[Saved data entries]
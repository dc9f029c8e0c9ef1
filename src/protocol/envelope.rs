//! Runner response envelopes.
//!
//! A runner publishes zero or more envelopes per request on the request's
//! dedicated topic, ending with exactly one terminal envelope.

use std::fmt;

use serde::{Deserialize, Serialize};
use thiserror::Error;
use uuid::Uuid;

use super::chat::{ChatCompletionChunk, ChatCompletionResponse};

/// Unique request identifier.
#[derive(Debug, Clone, Copy, PartialEq, Eq, Hash, PartialOrd, Ord, Serialize, Deserialize)]
#[serde(transparent)]
pub struct RequestId(pub Uuid);

impl RequestId {
    pub fn new() -> Self {
        Self(Uuid::new_v4())
    }
}

impl Default for RequestId {
    fn default() -> Self {
        Self::new()
    }
}

impl fmt::Display for RequestId {
    fn fmt(&self, f: &mut fmt::Formatter<'_>) -> fmt::Result {
        write!(f, "{}", self.0)
    }
}

/// Identities that tie a response back to the caller's request.
#[derive(Debug, Clone, Default, PartialEq, Eq, Serialize, Deserialize)]
pub struct Correlation {
    pub owner_id: String,
    #[serde(default)]
    pub session_id: String,
    #[serde(default)]
    pub interaction_id: String,
    pub request_id: RequestId,
}

/// One message on a request's response topic.
#[derive(Debug, Clone, PartialEq, Serialize, Deserialize)]
#[serde(tag = "type", rename_all = "snake_case")]
pub enum ResponseEnvelope {
    /// Complete non-streaming response.
    Final {
        correlation: Correlation,
        response: ChatCompletionResponse,
    },
    /// Streaming chunk. `chunk` is absent on a bare end-of-stream marker.
    Chunk {
        correlation: Correlation,
        #[serde(default)]
        chunk: Option<ChatCompletionChunk>,
        #[serde(default)]
        done: bool,
    },
    /// Runner-reported failure. Always terminal.
    Error {
        correlation: Correlation,
        message: String,
    },
}

#[derive(Error, Debug)]
pub enum EnvelopeError {
    #[error("Undecodable envelope: {0}")]
    Decode(#[from] serde_json::Error),

    #[error("Envelope for request {got} arrived on channel for {expected}")]
    Misrouted { expected: RequestId, got: RequestId },
}

impl ResponseEnvelope {
    pub fn final_response(correlation: Correlation, response: ChatCompletionResponse) -> Self {
        Self::Final { correlation, response }
    }

    pub fn chunk(correlation: Correlation, chunk: ChatCompletionChunk, done: bool) -> Self {
        Self::Chunk { correlation, chunk: Some(chunk), done }
    }

    pub fn done(correlation: Correlation) -> Self {
        Self::Chunk { correlation, chunk: None, done: true }
    }

    pub fn error(correlation: Correlation, message: impl Into<String>) -> Self {
        Self::Error { correlation, message: message.into() }
    }

    pub fn correlation(&self) -> &Correlation {
        match self {
            Self::Final { correlation, .. }
            | Self::Chunk { correlation, .. }
            | Self::Error { correlation, .. } => correlation,
        }
    }

    /// Whether this envelope ends the caller's wait.
    pub fn is_terminal(&self) -> bool {
        match self {
            Self::Final { .. } | Self::Error { .. } => true,
            Self::Chunk { done, .. } => *done,
        }
    }

    /// Decode an envelope and check it belongs to `expected`.
    pub fn decode(bytes: &[u8], expected: RequestId) -> Result<Self, EnvelopeError> {
        let envelope: Self = serde_json::from_slice(bytes)?;
        let got = envelope.correlation().request_id;
        if got != expected {
            return Err(EnvelopeError::Misrouted { expected, got });
        }
        Ok(envelope)
    }
}

/// Topic a runner publishes responses for one request to.
pub fn runner_responses_topic(owner_id: &str, request_id: RequestId) -> String {
    format!("runner-responses.{owner_id}.{request_id}")
}
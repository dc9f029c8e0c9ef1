//! Streaming reassembly and the caller-side wait.

use std::time::{Duration, Instant};

use futures::Stream;
use tokio_util::sync::CancellationToken;
use tracing::Span;

use super::ResponseChannel;
use crate::error::DispatchError;
use crate::protocol::{ChatCompletionChunk, ChatCompletionResponse, ResponseEnvelope};
use crate::scheduler::{FailureWatch, RequestGuard};
use crate::shutdown::ShutdownGuard;
use crate::telemetry::{self, SpanExt};
use crate::transport::TransportError;

#[derive(Debug, Clone, Copy, PartialEq, Eq)]
pub enum ResponseMode {
    /// The first final response completes the call.
    Unary,
    /// Chunks in publish order until `done`.
    Stream,
}

/// What one envelope means for the caller.
#[derive(Debug, Clone, PartialEq)]
pub enum StreamStep {
    Chunk(ChatCompletionChunk),
    /// Terminal chunk of a stream. `None` for a bare end marker.
    Last(Option<ChatCompletionChunk>),
    Finished(ChatCompletionResponse),
    Failed(DispatchError),
    Ignore,
}

/// Turns envelopes into caller-visible steps. Nothing is emitted after the
/// first terminal step.
#[derive(Debug)]
pub struct StreamAssembler {
    mode: ResponseMode,
    terminated: bool,
}

impl StreamAssembler {
    pub fn new(mode: ResponseMode) -> Self {
        Self { mode, terminated: false }
    }

    pub fn is_terminated(&self) -> bool {
        self.terminated
    }

    pub fn step(&mut self, envelope: ResponseEnvelope) -> StreamStep {
        if self.terminated {
            tracing::debug!(request_id = %envelope.correlation().request_id, "envelope after terminal, ignoring");
            return StreamStep::Ignore;
        }
        let step = match (self.mode, envelope) {
            (_, ResponseEnvelope::Error { message, .. }) => StreamStep::Failed(DispatchError::Runner(message)),
            (ResponseMode::Unary, ResponseEnvelope::Final { response, .. }) => StreamStep::Finished(response),
            (ResponseMode::Unary, ResponseEnvelope::Chunk { correlation, .. }) => {
                tracing::debug!(request_id = %correlation.request_id, "chunk on unary call, ignoring");
                StreamStep::Ignore
            }
            (ResponseMode::Stream, ResponseEnvelope::Final { response, .. }) => {
                StreamStep::Last(Some(ChatCompletionChunk::from(&response)))
            }
            (ResponseMode::Stream, ResponseEnvelope::Chunk { chunk, done: true, .. }) => StreamStep::Last(chunk),
            (ResponseMode::Stream, ResponseEnvelope::Chunk { chunk: Some(chunk), done: false, .. }) => {
                StreamStep::Chunk(chunk)
            }
            (ResponseMode::Stream, ResponseEnvelope::Chunk { chunk: None, done: false, .. }) => StreamStep::Ignore,
        };
        if matches!(step, StreamStep::Last(_) | StreamStep::Finished(_) | StreamStep::Failed(_)) {
            self.terminated = true;
        }
        step
    }
}

/// A submitted request waiting for its terminal message.
///
/// Settles the request in the dispatcher when it ends: completed on a
/// terminal response, failed on error or timeout, abandoned on cancellation
/// or drop.
pub struct PendingResponse {
    channel: ResponseChannel,
    assembler: StreamAssembler,
    failure: FailureWatch,
    guard: RequestGuard,
    cancel: CancellationToken,
    timeout: Duration,
    deadline: tokio::time::Instant,
    started: Instant,
    span: Span,
    admission: Option<ShutdownGuard>,
}

impl PendingResponse {
    pub fn new(
        channel: ResponseChannel,
        mode: ResponseMode,
        failure: FailureWatch,
        guard: RequestGuard,
        cancel: CancellationToken,
        timeout: Duration,
    ) -> Self {
        Self {
            channel,
            assembler: StreamAssembler::new(mode),
            failure,
            guard,
            cancel,
            timeout,
            deadline: tokio::time::Instant::now() + timeout,
            started: Instant::now(),
            span: Span::none(),
            admission: None,
        }
    }

    pub fn with_span(mut self, span: Span) -> Self {
        self.span = span;
        self
    }

    /// Hold an admission slot until the response ends.
    pub fn with_admission(mut self, admission: ShutdownGuard) -> Self {
        self.admission = Some(admission);
        self
    }

    pub fn span(&self) -> &Span {
        &self.span
    }

    async fn next_step(&mut self) -> StreamStep {
        let timeout = self.timeout;
        loop {
            let envelope = tokio::select! {
                biased;
                () = self.cancel.cancelled() => return StreamStep::Failed(DispatchError::Cancelled),
                envelope = self.channel.next_envelope() => envelope,
                err = self.failure.wait() => return StreamStep::Failed(err),
                () = tokio::time::sleep_until(self.deadline) => {
                    return StreamStep::Failed(DispatchError::Timeout(timeout));
                }
            };
            let Some(envelope) = envelope else {
                return StreamStep::Failed(TransportError::Closed.into());
            };
            match self.assembler.step(envelope) {
                StreamStep::Ignore => continue,
                step => return step,
            }
        }
    }

    fn settle(&mut self, result: Result<(), &DispatchError>) {
        self.channel.close();
        match result {
            Ok(()) => self.guard.complete(),
            Err(DispatchError::Cancelled) => self.guard.abandon(),
            Err(e) => self.guard.fail(e),
        }
        let elapsed = self.started.elapsed();
        self.span.record("latency_ms", elapsed.as_millis() as u64);
        self.span.record_result(&result);
        if result.is_ok() {
            let streaming = self.assembler.mode == ResponseMode::Stream;
            telemetry::record_completion_latency(elapsed.as_secs_f64(), streaming);
        }
        self.admission = None;
    }

    /// Wait for the final response of a unary call.
    pub async fn wait_final(mut self) -> Result<ChatCompletionResponse, DispatchError> {
        loop {
            match self.next_step().await {
                StreamStep::Finished(response) => {
                    self.settle(Ok(()));
                    return Ok(response);
                }
                StreamStep::Failed(err) => {
                    self.settle(Err(&err));
                    return Err(err);
                }
                StreamStep::Chunk(_) | StreamStep::Last(_) | StreamStep::Ignore => continue,
            }
        }
    }

    pub fn into_stream(self) -> CompletionStream {
        CompletionStream { pending: self, done: false }
    }
}

/// Lazy, finite, non-restartable sequence of chunks.
///
/// Yields chunks in publish order. A failure is yielded once as `Err` and
/// ends the sequence.
pub struct CompletionStream {
    pending: PendingResponse,
    done: bool,
}

impl CompletionStream {
    pub fn request_id(&self) -> crate::protocol::RequestId {
        self.pending.channel.request_id()
    }

    pub async fn recv(&mut self) -> Option<Result<ChatCompletionChunk, DispatchError>> {
        if self.done {
            return None;
        }
        loop {
            match self.pending.next_step().await {
                StreamStep::Chunk(chunk) => return Some(Ok(chunk)),
                StreamStep::Last(chunk) => {
                    self.done = true;
                    self.pending.settle(Ok(()));
                    return chunk.map(Ok);
                }
                StreamStep::Failed(err) => {
                    self.done = true;
                    self.pending.settle(Err(&err));
                    return Some(Err(err));
                }
                StreamStep::Finished(_) | StreamStep::Ignore => continue,
            }
        }
    }

    /// Adapt into a `futures::Stream`.
    pub fn into_stream(self) -> impl Stream<Item = Result<ChatCompletionChunk, DispatchError>> {
        futures::stream::unfold(self, |mut stream| async move {
            stream.recv().await.map(|item| (item, stream))
        })
    }

    /// Drain the stream, concatenating chunk content.
    pub async fn collect_text(mut self) -> Result<String, DispatchError> {
        let mut text = String::new();
        while let Some(chunk) = self.recv().await {
            text.push_str(chunk?.content());
        }
        Ok(text)
    }
}

#[cfg(test)]
mod tests {
    use super::*;
    use crate::protocol::{ChatChoice, ChatMessage, Correlation, RequestId};

    fn corr() -> Correlation {
        Correlation { owner_id: "o".into(), request_id: RequestId::new(), ..Default::default() }
    }

    fn response(text: &str) -> ChatCompletionResponse {
        ChatCompletionResponse {
            choices: vec![ChatChoice { message: ChatMessage::assistant(text), ..Default::default() }],
            ..Default::default()
        }
    }

    #[test]
    fn error_wins_over_prior_chunks() {
        let mut asm = StreamAssembler::new(ResponseMode::Stream);
        let c = corr();
        assert_eq!(
            asm.step(ResponseEnvelope::chunk(c.clone(), ChatCompletionChunk::text("One,"), false)),
            StreamStep::Chunk(ChatCompletionChunk::text("One,"))
        );
        let step = asm.step(ResponseEnvelope::error(c.clone(), "too many tokens"));
        assert!(matches!(step, StreamStep::Failed(DispatchError::Runner(m)) if m == "too many tokens"));
        let late = asm.step(ResponseEnvelope::chunk(c, ChatCompletionChunk::text("Two,"), true));
        assert_eq!(late, StreamStep::Ignore);
    }

    #[test]
    fn unary_takes_first_final_only() {
        let mut asm = StreamAssembler::new(ResponseMode::Unary);
        let c = corr();
        assert_eq!(asm.step(ResponseEnvelope::done(c.clone())), StreamStep::Ignore);
        assert_eq!(
            asm.step(ResponseEnvelope::final_response(c.clone(), response("first"))),
            StreamStep::Finished(response("first"))
        );
        assert_eq!(asm.step(ResponseEnvelope::final_response(c, response("second"))), StreamStep::Ignore);
        assert!(asm.is_terminated());
    }

    #[test]
    fn final_response_ends_a_stream() {
        let mut asm = StreamAssembler::new(ResponseMode::Stream);
        let step = asm.step(ResponseEnvelope::final_response(corr(), response("all")));
        match step {
            StreamStep::Last(Some(chunk)) => assert_eq!(chunk.content(), "all"),
            other => panic!("unexpected step: {other:?}"),
        }
    }

    #[test]
    fn bare_done_marker_ends_stream_without_chunk() {
        let mut asm = StreamAssembler::new(ResponseMode::Stream);
        assert_eq!(asm.step(ResponseEnvelope::done(corr())), StreamStep::Last(None));
    }
}
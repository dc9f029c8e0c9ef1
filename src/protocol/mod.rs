//! Wire types shared by callers, the scheduler and runners.

mod chat;
mod envelope;

pub use chat::{
    ChatChoice, ChatCompletionChunk, ChatCompletionRequest, ChatCompletionResponse, ChatMessage,
    ChunkChoice, ChunkDelta, Usage,
};
pub use envelope::{runner_responses_topic, Correlation, EnvelopeError, RequestId, ResponseEnvelope};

Exercise prompt:
Wherever the string "FailureWatch" occurs in the entries, copy that whole line.

Response box:
use crate::scheduler::{FailureWatch, RequestGuard};
    failure: FailureWatch,
        failure: FailureWatch,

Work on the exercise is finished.